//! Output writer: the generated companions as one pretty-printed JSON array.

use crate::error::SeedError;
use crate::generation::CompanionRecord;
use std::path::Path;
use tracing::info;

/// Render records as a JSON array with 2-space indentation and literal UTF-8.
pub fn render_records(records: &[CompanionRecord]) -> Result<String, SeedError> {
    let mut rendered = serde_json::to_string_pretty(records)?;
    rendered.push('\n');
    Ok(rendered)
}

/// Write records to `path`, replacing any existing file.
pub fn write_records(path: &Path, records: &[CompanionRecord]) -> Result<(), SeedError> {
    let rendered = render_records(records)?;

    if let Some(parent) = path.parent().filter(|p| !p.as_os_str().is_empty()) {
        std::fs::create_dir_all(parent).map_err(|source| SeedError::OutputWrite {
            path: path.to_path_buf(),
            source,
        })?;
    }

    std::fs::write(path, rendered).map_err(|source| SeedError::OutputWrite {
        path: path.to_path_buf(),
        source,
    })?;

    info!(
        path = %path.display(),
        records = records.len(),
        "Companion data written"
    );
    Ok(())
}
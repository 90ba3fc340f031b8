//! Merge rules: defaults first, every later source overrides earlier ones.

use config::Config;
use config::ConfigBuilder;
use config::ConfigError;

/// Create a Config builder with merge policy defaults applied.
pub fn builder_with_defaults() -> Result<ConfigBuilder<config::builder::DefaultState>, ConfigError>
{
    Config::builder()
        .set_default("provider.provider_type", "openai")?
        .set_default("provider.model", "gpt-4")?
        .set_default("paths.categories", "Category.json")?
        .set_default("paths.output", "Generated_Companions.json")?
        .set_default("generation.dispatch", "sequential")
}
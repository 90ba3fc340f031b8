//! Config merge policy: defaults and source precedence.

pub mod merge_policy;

...

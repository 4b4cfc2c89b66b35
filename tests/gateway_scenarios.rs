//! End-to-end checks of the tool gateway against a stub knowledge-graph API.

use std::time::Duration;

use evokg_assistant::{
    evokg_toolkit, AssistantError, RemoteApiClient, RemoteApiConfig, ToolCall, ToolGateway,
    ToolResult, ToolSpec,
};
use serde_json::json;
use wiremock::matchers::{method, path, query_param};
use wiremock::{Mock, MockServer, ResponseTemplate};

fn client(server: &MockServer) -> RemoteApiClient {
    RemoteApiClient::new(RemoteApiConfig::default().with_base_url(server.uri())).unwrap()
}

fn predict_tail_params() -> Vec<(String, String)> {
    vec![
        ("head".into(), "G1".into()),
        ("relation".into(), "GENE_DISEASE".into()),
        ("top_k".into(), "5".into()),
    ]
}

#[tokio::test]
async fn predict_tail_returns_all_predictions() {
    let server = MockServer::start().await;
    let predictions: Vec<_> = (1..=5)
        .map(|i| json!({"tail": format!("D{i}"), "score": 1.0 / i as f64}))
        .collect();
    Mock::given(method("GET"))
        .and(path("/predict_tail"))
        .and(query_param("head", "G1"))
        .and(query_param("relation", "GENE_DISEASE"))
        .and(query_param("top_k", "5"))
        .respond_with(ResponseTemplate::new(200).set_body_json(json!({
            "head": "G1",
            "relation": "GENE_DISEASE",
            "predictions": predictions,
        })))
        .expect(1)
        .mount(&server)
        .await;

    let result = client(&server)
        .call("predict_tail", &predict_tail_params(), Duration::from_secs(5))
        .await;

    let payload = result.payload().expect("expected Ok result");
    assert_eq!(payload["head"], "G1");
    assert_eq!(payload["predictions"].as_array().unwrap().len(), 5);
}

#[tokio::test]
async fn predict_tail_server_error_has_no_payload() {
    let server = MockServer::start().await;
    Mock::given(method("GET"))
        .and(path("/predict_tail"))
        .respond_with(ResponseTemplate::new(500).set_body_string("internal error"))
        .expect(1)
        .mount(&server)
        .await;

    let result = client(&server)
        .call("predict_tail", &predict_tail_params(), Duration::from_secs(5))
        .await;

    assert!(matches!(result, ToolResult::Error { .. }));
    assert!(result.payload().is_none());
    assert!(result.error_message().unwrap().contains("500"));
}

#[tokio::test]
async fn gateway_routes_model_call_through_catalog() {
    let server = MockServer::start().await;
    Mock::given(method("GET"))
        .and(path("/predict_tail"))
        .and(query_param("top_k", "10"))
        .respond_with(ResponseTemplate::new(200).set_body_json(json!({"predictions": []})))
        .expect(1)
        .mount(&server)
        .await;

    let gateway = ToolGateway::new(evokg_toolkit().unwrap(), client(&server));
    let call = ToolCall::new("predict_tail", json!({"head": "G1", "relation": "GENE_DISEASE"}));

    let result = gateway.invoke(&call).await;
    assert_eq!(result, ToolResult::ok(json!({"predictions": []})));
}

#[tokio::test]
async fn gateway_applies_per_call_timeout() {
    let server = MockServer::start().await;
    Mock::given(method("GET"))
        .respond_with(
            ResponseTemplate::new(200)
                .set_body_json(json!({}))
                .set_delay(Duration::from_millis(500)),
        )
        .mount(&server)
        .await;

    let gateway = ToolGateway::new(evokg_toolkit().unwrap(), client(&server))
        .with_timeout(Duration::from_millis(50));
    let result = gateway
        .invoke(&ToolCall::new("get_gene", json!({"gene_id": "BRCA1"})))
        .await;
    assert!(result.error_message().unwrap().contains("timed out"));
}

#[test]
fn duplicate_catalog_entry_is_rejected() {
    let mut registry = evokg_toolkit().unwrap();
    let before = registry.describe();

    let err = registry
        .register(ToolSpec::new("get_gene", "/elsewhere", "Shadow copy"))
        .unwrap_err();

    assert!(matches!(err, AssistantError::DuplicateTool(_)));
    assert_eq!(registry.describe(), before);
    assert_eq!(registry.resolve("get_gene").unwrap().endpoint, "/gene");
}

---

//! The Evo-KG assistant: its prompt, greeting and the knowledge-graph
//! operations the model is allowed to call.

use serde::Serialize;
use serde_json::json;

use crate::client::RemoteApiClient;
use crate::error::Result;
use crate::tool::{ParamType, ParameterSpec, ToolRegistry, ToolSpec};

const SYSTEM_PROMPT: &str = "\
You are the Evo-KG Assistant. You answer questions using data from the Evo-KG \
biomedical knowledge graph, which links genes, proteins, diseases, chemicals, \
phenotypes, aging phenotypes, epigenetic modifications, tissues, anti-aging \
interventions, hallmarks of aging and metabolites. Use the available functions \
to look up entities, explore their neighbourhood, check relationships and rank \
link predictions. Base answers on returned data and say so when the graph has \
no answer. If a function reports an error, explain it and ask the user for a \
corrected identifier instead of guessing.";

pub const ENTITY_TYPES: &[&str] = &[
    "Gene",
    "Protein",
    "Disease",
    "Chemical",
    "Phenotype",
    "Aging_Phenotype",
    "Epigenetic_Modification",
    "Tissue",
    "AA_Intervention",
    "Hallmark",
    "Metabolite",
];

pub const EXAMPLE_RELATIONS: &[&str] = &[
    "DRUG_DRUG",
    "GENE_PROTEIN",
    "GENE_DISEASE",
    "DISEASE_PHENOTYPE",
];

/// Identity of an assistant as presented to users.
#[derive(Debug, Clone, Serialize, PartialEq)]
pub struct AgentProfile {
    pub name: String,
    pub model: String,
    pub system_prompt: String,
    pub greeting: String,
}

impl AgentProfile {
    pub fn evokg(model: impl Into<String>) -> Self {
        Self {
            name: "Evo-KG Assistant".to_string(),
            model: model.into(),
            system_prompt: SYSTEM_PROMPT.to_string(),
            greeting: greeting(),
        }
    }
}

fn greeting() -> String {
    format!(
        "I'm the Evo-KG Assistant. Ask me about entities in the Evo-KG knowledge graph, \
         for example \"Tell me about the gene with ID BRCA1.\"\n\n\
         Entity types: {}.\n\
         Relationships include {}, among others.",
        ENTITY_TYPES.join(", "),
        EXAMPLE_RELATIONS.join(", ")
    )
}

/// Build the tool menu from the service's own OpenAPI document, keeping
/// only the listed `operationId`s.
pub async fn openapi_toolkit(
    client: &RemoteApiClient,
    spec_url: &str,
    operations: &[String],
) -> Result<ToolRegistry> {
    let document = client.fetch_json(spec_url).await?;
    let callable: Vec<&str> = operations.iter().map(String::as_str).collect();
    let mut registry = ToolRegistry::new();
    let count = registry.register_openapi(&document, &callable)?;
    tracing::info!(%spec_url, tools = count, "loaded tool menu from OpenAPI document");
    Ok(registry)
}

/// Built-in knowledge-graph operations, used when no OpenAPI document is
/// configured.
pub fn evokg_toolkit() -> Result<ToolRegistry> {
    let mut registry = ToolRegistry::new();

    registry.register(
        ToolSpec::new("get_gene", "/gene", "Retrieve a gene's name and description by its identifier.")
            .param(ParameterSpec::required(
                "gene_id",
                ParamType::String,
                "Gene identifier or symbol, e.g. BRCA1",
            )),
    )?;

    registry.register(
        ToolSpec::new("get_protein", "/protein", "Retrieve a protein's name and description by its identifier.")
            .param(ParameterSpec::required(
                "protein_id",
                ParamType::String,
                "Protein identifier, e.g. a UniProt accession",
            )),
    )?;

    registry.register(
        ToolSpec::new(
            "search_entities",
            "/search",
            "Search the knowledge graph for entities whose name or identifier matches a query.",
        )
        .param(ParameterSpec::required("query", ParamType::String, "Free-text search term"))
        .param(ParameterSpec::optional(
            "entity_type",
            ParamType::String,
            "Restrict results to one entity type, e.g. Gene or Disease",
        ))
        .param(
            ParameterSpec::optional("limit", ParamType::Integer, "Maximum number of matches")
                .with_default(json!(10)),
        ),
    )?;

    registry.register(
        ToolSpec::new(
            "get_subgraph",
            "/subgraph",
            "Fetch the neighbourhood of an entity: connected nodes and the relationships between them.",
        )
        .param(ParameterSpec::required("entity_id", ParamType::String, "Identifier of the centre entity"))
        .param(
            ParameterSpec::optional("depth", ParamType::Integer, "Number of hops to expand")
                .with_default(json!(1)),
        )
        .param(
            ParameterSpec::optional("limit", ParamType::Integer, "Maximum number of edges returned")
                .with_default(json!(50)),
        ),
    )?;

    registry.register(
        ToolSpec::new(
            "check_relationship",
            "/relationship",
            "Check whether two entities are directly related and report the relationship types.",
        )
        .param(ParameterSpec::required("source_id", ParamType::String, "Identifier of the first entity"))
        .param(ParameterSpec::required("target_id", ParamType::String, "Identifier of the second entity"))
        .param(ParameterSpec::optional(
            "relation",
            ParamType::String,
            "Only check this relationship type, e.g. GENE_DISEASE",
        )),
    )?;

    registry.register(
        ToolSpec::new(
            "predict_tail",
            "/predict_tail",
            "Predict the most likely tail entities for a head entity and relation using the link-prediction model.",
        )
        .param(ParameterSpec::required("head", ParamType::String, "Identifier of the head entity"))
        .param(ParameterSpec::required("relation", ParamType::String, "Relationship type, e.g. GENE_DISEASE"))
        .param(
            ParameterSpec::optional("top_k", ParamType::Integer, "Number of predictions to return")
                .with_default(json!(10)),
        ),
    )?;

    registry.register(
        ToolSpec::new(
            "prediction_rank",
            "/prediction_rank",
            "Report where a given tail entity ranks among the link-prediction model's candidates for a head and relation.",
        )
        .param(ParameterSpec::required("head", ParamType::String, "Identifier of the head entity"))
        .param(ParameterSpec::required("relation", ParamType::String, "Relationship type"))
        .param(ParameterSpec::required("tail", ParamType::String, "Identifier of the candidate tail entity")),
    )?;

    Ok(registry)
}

Aim of the task: Among the entries above, which lines include "RemoteApiClient"? List them all.

Task response:
    evokg_toolkit, AssistantError, RemoteApiClient, RemoteApiConfig, ToolCall, ToolGateway,
fn client(server: &MockServer) -> RemoteApiClient {
    RemoteApiClient::new(RemoteApiConfig::default().with_base_url(server.uri())).unwrap()
use crate::client::RemoteApiClient;
    client: &RemoteApiClient,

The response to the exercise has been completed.